Here is a basic example of a profile configuration (profiles.yml) to use with dbt-yellowbrick.

yb_test_models:
  target: dev
  outputs:
    dev:
      type: yellowbrick
      host: <host>
      user: <user_name>
      password: <password>
      port: 5432
      dbname: <database_name>
      schema: <schema_name>
      threads: 1
      connect_timeout: 30 # seconds  
  
    prod:
      type: yellowbrick
      host: <host>
      user: <user_name>
      password: <password>
      port: 5432
      dbname: <database_name>
      schema: <schema_name>
      threads: 1
      connect_timeout: 30 # seconds  

Features

dbt-yellowbrick supports the following Yellowbrick specific features:

  • distribution
  • clustering
  • sort
  • materialisations based on cross-database queries
  • incremental strategies "append" and "delete+insert"

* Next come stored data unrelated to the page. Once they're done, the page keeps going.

//! The planet aggregate: property tables, their rasters, and the
//! domain-level geographic queries built on them.
//!
//! A [`Planet`] owns four bitmaps: regions (which must tile the whole
//! surface), countries (which may leave gaps), terrain, and a derived
//! land-masked region bitmap that classifies only the land portion of each
//! region. All of them are built once in [`Planet::load`] from decoded pixel
//! buffers and are immutable afterwards.
use rand::RngCore;
use tracing::{debug, warn};

use crate::coords::GeoPosition;
use crate::error::{Error, Result};
use crate::raster::classify::LandMask;
use crate::raster::color::{ColorKey, ColorTable};
use crate::raster::encode::{EncodeOptions, PixelBuffer};
use crate::raster::{GeoBitmap, PropertyIndex};

/// A geographic region. Regions tile the whole surface.
#[derive(Clone, Debug, PartialEq, Eq)]
#[cfg_attr(feature = "serde", derive(serde::Serialize, serde::Deserialize))]
pub struct Region {
    pub name: String,
    pub color: ColorKey,
}

impl Region {
    pub fn new(name: impl Into<String>, color: ColorKey) -> Self {
        Self {
            name: name.into(),
            color,
        }
    }
}

/// A country. Not every location belongs to one.
#[derive(Clone, Debug, PartialEq, Eq)]
#[cfg_attr(feature = "serde", derive(serde::Serialize, serde::Deserialize))]
pub struct Country {
    pub name: String,
    pub color: ColorKey,
}

impl Country {
    pub fn new(name: impl Into<String>, color: ColorKey) -> Self {
        Self {
            name: name.into(),
            color,
        }
    }
}

/// A terrain type. Exactly one entry per planet is flagged as water; that
/// entry drives the land mask and the water queries.
#[derive(Clone, Debug, PartialEq, Eq)]
#[cfg_attr(feature = "serde", derive(serde::Serialize, serde::Deserialize))]
pub struct Terrain {
    pub name: String,
    pub color: ColorKey,
    pub water: bool,
}

impl Terrain {
    pub fn new(name: impl Into<String>, color: ColorKey, water: bool) -> Self {
        Self {
            name: name.into(),
            color,
            water,
        }
    }
}

/// A named point of interest.
#[derive(Clone, Debug, PartialEq)]
#[cfg_attr(feature = "serde", derive(serde::Serialize, serde::Deserialize))]
pub struct City {
    pub name: String,
    pub position: GeoPosition,
}

impl City {
    pub fn new(name: impl Into<String>, position: GeoPosition) -> Self {
        Self {
            name: name.into(),
            position,
        }
    }
}

/// Everything [`Planet::load`] consumes: the property tables and the decoded
/// classification buffers supplied by the image-loading collaborator.
///
/// Only these sources need persisting; the compressed query structures are a
/// derived cache and are rebuilt on every load.
#[derive(Clone, Debug)]
#[cfg_attr(feature = "serde", derive(serde::Serialize, serde::Deserialize))]
pub struct PlanetSources {
    pub regions: Vec<Region>,
    pub countries: Vec<Country>,
    pub terrains: Vec<Terrain>,
    pub cities: Vec<City>,
    pub region_pixels: PixelBuffer,
    pub country_pixels: PixelBuffer,
    pub terrain_pixels: PixelBuffer,
}

/// Immutable geographic query aggregate.
pub struct Planet {
    regions: Vec<Region>,
    countries: Vec<Country>,
    terrains: Vec<Terrain>,
    cities: Vec<City>,
    region_bitmap: GeoBitmap,
    country_bitmap: GeoBitmap,
    terrain_bitmap: GeoBitmap,
    land_region_bitmap: GeoBitmap,
    water: PropertyIndex,
}

impl Planet {
    /// Builds all query structures, validating the sources against their
    /// schema. Any inconsistency aborts the load with a diagnostic naming
    /// the offending buffer and pixel or color.
    pub fn load(sources: PlanetSources) -> Result<Self> {
        let terrain_colors: Vec<ColorKey> = sources.terrains.iter().map(|t| t.color).collect();
        let terrain_table = ColorTable::new(terrain_colors.clone())?;
        let terrain_bitmap = GeoBitmap::encode(
            "terrains",
            &sources.terrain_pixels,
            &terrain_table,
            &terrain_colors,
            EncodeOptions::default(),
        )?;

        let water = sources
            .terrains
            .iter()
            .position(|t| t.water)
            .and_then(PropertyIndex::new)
            .ok_or_else(|| {
                Error::InvalidConfig("terrain table declares no water terrain".to_owned())
            })?;

        let region_colors: Vec<ColorKey> = sources.regions.iter().map(|r| r.color).collect();
        let region_table = ColorTable::new(region_colors.clone())?;
        // Regions must tile the surface with no gaps.
        let region_bitmap = GeoBitmap::encode(
            "regions",
            &sources.region_pixels,
            &region_table,
            &region_colors,
            EncodeOptions::default(),
        )?;

        let country_colors: Vec<ColorKey> = sources.countries.iter().map(|c| c.color).collect();
        let country_table = ColorTable::new(country_colors.clone())?;
        let country_bitmap = GeoBitmap::encode(
            "countries",
            &sources.country_pixels,
            &country_table,
            &country_colors,
            EncodeOptions {
                allow_undefined: true,
                allow_unused: false,
            },
        )?;

        // Land portion of each region, derived from the region buffer and
        // the terrain water mask. A region may be entirely ocean.
        let land_mask = LandMask::new(&region_table, &terrain_bitmap, water);
        let land_region_bitmap = GeoBitmap::encode(
            "regions-land",
            &sources.region_pixels,
            &land_mask,
            &region_colors,
            EncodeOptions {
                allow_undefined: false,
                allow_unused: true,
            },
        )?;

        debug!(
            regions = sources.regions.len(),
            countries = sources.countries.len(),
            terrains = sources.terrains.len(),
            cities = sources.cities.len(),
            "planet loaded"
        );

        Ok(Self {
            regions: sources.regions,
            countries: sources.countries,
            terrains: sources.terrains,
            cities: sources.cities,
            region_bitmap,
            country_bitmap,
            terrain_bitmap,
            land_region_bitmap,
            water,
        })
    }

    pub fn regions(&self) -> &[Region] {
        &self.regions
    }

    pub fn countries(&self) -> &[Country] {
        &self.countries
    }

    pub fn terrains(&self) -> &[Terrain] {
        &self.terrains
    }

    pub fn cities(&self) -> &[City] {
        &self.cities
    }

    /// Region at a location. Always present: the region raster disallows
    /// undefined areas.
    pub fn region_at(&self, position: GeoPosition) -> Option<&Region> {
        self.region_bitmap
            .property_at(position)
            .and_then(|i| self.regions.get(i.get()))
    }

    /// Country at a location, or `None` over oceans and unclaimed land.
    pub fn country_at(&self, position: GeoPosition) -> Option<&Country> {
        self.country_bitmap
            .property_at(position)
            .and_then(|i| self.countries.get(i.get()))
    }

    /// Terrain type at a location.
    pub fn terrain_at(&self, position: GeoPosition) -> Option<&Terrain> {
        self.terrain_bitmap
            .property_at(position)
            .and_then(|i| self.terrains.get(i.get()))
    }

    pub fn is_position_over_water(&self, position: GeoPosition) -> bool {
        self.terrain_bitmap.property_at(position) == Some(self.water)
    }

    /// Nearest non-water position, searching the query row and then rows
    /// south of it.
    pub fn closest_land(&self, position: GeoPosition) -> Option<GeoPosition> {
        self.terrain_bitmap.closest_match(position, Some(self.water))
    }

    /// Uniformly random position inside a region, land or sea.
    pub fn random_position_in_region(
        &self,
        name: &str,
        rng: &mut dyn RngCore,
    ) -> Option<GeoPosition> {
        let index = index_by_name("region", self.regions.iter().map(|r| r.name.as_str()), name)?;
        self.region_bitmap.random_position(index, rng)
    }

    /// Uniformly random land position inside a region, or `None` if the
    /// region has no land.
    pub fn random_land_position_in_region(
        &self,
        name: &str,
        rng: &mut dyn RngCore,
    ) -> Option<GeoPosition> {
        let index = index_by_name("region", self.regions.iter().map(|r| r.name.as_str()), name)?;
        self.land_region_bitmap.random_position(index, rng)
    }

    /// Uniformly random position inside a country.
    pub fn random_position_in_country(
        &self,
        name: &str,
        rng: &mut dyn RngCore,
    ) -> Option<GeoPosition> {
        let index = index_by_name(
            "country",
            self.countries.iter().map(|c| c.name.as_str()),
            name,
        )?;
        self.country_bitmap.random_position(index, rng)
    }

    /// City with the smallest great-circle distance to a position.
    pub fn closest_city(&self, position: GeoPosition) -> Option<&City> {
        self.cities.iter().min_by(|a, b| {
            position
                .angular_distance(a.position)
                .total_cmp(&position.angular_distance(b.position))
        })
    }
}

fn index_by_name<'a>(
    kind: &str,
    names: impl Iterator<Item = &'a str>,
    name: &str,
) -> Option<PropertyIndex> {
    let position = names.into_iter().position(|n| n == name);
    if position.is_none() {
        warn!("unknown {} '{}'", kind, name);
    }
    position.and_then(PropertyIndex::new)
}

Refer to the official Yellowbrick documentation for detailed explanation of all of these.

Some example model configurations

  • DISTRIBUTE REPLICATE with a SORT column...
{{
  config(
    materialized = "table",
    dist = "replicate",
    sort_col = "stadium_capacity"
  )
}}

select
    hash(stg.name) as team_key
    , stg.name as team_name
    , stg.nickname as team_nickname
    , stg.city as home_city
    , stg.stadium as stadium_name
    , stg.capacity as stadium_capacity
    , stg.avg_att as average_game_attendance
    , current_timestamp as md_create_timestamp
from
    {{ source('premdb_public','team') }} stg
where
    stg.name is not null

gives the following model output:

create table if not exists marts.dim_team as (
select
    hash(stg.name) as team_key
    , stg.name as team_name
    , stg.nickname as team_nickname
    , stg.city as home_city
    , stg.stadium as stadium_name
    , stg.capacity as stadium_capacity
    , stg.avg_att as average_game_attendance
    , current_timestamp as md_create_timestamp
from
    premdb.public.team stg
where
    stg.name is not null
)
distribute REPLICATE
sort on (stadium_capacity);

  • DISTRIBUTE on a single column and define up to four CLUSTER columns...
{{
  config(
    materialized = 'table',
    dist = 'match_key',
    cluster_cols = ['season_key', 'match_date_key', 'home_team_key', 'away_team_key']
  )
}}

select
	hash(concat_ws('||',
	    lower(trim(s.season_name)),
		translate(left(m.match_ts,10), '-', ''),
	    lower(trim(h."name")),
		lower(trim(a."name")))) as match_key
	, hash(lower(trim(s.season_name))) as season_key
	, cast(translate(left(m.match_ts,10), '-', '') as integer) as match_date_key
	, hash(lower(trim(h."name"))) as home_team_key
	, hash(lower(trim(a."name"))) as away_team_key
	, m.htscore
	, split_part(m.htscore, '-', 1)  as home_team_goals_half_time
	, split_part(m.htscore , '-', 2)  as away_team_goals_half_time
	, m.ftscore
	, split_part(m.ftscore, '-', 1)  as home_team_goals_full_time
	, split_part(m.ftscore, '-', 2)  as away_team_goals_full_time
from
	{{ source('premdb_public','match') }} m
		inner join {{ source('premdb_public','team') }} h on (m.htid = h.htid)
		inner join {{ source('premdb_public','team') }} a on (m.atid = a.atid)
		inner join {{ source('premdb_public','season') }} s on (m.seasonid = s.seasonid)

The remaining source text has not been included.